The neuroprotective role of inflammation in nervous system injuries.

The contribution of inflammation to the pathogenesis of several nervous system disorders has long been established. Other observations, however, indicate that both inflammatory cells and mediators may also have beneficial functions, assisting in repair and recovery processes. There is compelling evidence to indicate that in the injured nervous system, as in other tissues, macrophages are needed at an early stage after injury in order for healing to take place. Likewise, activated T cells of a particular specificity can reduce the spread of damage.

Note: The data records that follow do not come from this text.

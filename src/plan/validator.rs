//! Plan validation.
//!
//! Validation runs once, after loading and before any processing. It checks
//! the invariants the rest of the pipeline depends on: release names unique
//! across the whole document, dependencies naming releases that exist, and a
//! non-empty version tag.

use crate::error::{FlotillaError, PlanError, Result};
use std::collections::BTreeMap;
use tracing::debug;

use super::spec::Plan;

/// Validator for plan documents.
#[derive(Debug, Default)]
pub struct PlanValidator;

/// Validation result containing all issues found.
#[derive(Debug, Default)]
pub struct ValidationReport {
    /// Fatal validation errors, in document order.
    pub errors: Vec<PlanError>,
    /// Non-fatal issues worth surfacing.
    pub warnings: Vec<String>,
}

impl PlanValidator {
    /// Creates a new validator.
    #[must_use]
    pub const fn new() -> Self {
        Self
    }

    /// Validates a conformed plan.
    ///
    /// # Errors
    ///
    /// Returns the first validation error found; the full report (including
    /// warnings) is only available when the plan is valid.
    pub fn validate(&self, plan: &Plan) -> Result<ValidationReport> {
        let mut report = ValidationReport::default();

        Self::check_version(plan, &mut report);
        Self::check_unique_names(plan, &mut report);
        Self::check_dependencies(plan, &mut report);

        if report.errors.is_empty() {
            debug!(
                "Plan validation passed ({} warning(s))",
                report.warnings.len()
            );
            Ok(report)
        } else {
            Err(FlotillaError::Plan(report.errors.remove(0)))
        }
    }

    /// Checks that the plan carries a version tag.
    fn check_version(plan: &Plan, report: &mut ValidationReport) {
        if plan.version.trim().is_empty() {
            report.errors.push(PlanError::MissingVersion);
        }
    }

    /// Checks that release names are unique across all namespaces.
    fn check_unique_names(plan: &Plan, report: &mut ValidationReport) {
        let mut seen: BTreeMap<&str, &str> = BTreeMap::new();

        for (namespace_name, namespace) in &plan.namespaces {
            if namespace.is_empty() {
                report
                    .warnings
                    .push(format!("Namespace '{namespace_name}' declares no releases"));
            }
            for release_name in namespace.keys() {
                if let Some(first) = seen.get(release_name.as_str()) {
                    report.errors.push(PlanError::DuplicateRelease {
                        name: release_name.clone(),
                        first_namespace: (*first).to_string(),
                        second_namespace: namespace_name.clone(),
                    });
                } else {
                    seen.insert(release_name.as_str(), namespace_name.as_str());
                }
            }
        }
    }

    /// Checks that every dependency names a release in the same namespace.
    fn check_dependencies(plan: &Plan, report: &mut ValidationReport) {
        for (namespace_name, namespace) in &plan.namespaces {
            for (release_name, release) in namespace {
                for dep in &release.depends {
                    if !namespace.contains_key(dep) {
                        report.errors.push(PlanError::UnknownDependency {
                            namespace: namespace_name.clone(),
                            release: release_name.clone(),
                            dependency: dep.clone(),
                        });
                    }
                }
                if release.spec.version().is_empty() {
                    report.warnings.push(format!(
                        "Release '{namespace_name}.{release_name}' pins no version; \
                         it will be upgraded on every run"
                    ));
                }
            }
        }
    }
}

impl ValidationReport {
    /// Returns true if validation passed (no errors).
    #[must_use]
    pub const fn is_valid(&self) -> bool {
        self.errors.is_empty()
    }

    /// Returns the number of warnings.
    #[must_use]
    pub const fn warning_count(&self) -> usize {
        self.warnings.len()
    }
}

#[cfg(test)]
mod tests {
    use super::*;
    use crate::plan::PlanParser;

    fn load(yaml: &str) -> Plan {
        PlanParser::new().parse_yaml(yaml, None).unwrap()
    }

    #[test]
    fn test_single_namespace_is_valid() {
        let plan = load(
            r#"
version: "1"
namespaces:
  foo:
    service:
      spec:
        chart: charts/service
        flags:
          install: {version: "1.0.0"}
"#,
        );
        let report = PlanValidator::new().validate(&plan).unwrap();
        assert!(report.is_valid());
    }

    #[test]
    fn test_duplicate_name_across_namespaces_is_invalid() {
        let plan = load(
            r#"
version: "1"
namespaces:
  foo:
    service:
      spec:
        chart: charts/service
  bar:
    service:
      spec:
        chart: charts/service
"#,
        );
        let result = PlanValidator::new().validate(&plan);
        assert!(matches!(
            result,
            Err(FlotillaError::Plan(PlanError::DuplicateRelease { ref name, .. }))
                if name == "service"
        ));
    }

    #[test]
    fn test_unknown_dependency_is_invalid() {
        let plan = load(
            r#"
version: "1"
namespaces:
  apps:
    api:
      spec:
        chart: charts/api
      depends: [db]
"#,
        );
        let result = PlanValidator::new().validate(&plan);
        assert!(matches!(
            result,
            Err(FlotillaError::Plan(PlanError::UnknownDependency { ref dependency, .. }))
                if dependency == "db"
        ));
    }

    #[test]
    fn test_dependency_in_same_namespace_is_valid() {
        let plan = load(
            r#"
version: "1"
namespaces:
  apps:
    api:
      spec:
        chart: charts/api
        flags:
          install: {version: "1.0.0"}
      depends: [db]
    db:
      spec:
        chart: stable/postgresql
        flags:
          install: {version: "8.6.1"}
"#,
        );
        assert!(PlanValidator::new().validate(&plan).is_ok());
    }

    #[test]
    fn test_empty_version_tag_is_invalid() {
        let plan = load(
            r#"
version: ""
namespaces: {}
"#,
        );
        let result = PlanValidator::new().validate(&plan);
        assert!(matches!(
            result,
            Err(FlotillaError::Plan(PlanError::MissingVersion))
        ));
    }

    #[test]
    fn test_unpinned_version_warns() {
        let plan = load(
            r#"
version: "1"
namespaces:
  foo:
    service:
      spec:
        chart: charts/service
"#,
        );
        let report = PlanValidator::new().validate(&plan).unwrap();
        assert_eq!(report.warning_count(), 1);
    }
}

This neuroprotective effect of T cells may be caused, at least in part, by the production of neurotrophic factors such as neurotrophin-3 or brain-derived neurotrophic factor. Interestingly, recent findings indicate that immune cells are able to produce a variety of neurotrophic factors which promote neuronal survival and may also mediate anti-inflammatory effects. Numerous cytokines are induced after nervous system injuries. Some cytokines, such as TNF-alpha, IL-1 and IFN-gamma, are well known for their promotion of inflammatory responses. However, these cytokines also have immunosuppressive functions and their subsequent expression also assists in repair or recovery processes, suggesting a dual role for some pro-inflammatory cytokines. This should be clarified, as it may be crucial in the design of therapeutic strategies to target specific cytokine(s). Finally, there is a growing body of evidence to show that autoreactive IgM antibodies may constitute an endogenous system of tissue repair, and therefore prove of value as a therapeutic strategy. Available evidence would appear to indicate that the inflammatory response observed in several neurological conditions is more complex than previously thought. Therefore, the design of more effective therapies depends on a clear delineation of the beneficial and detrimental effects of inflammation.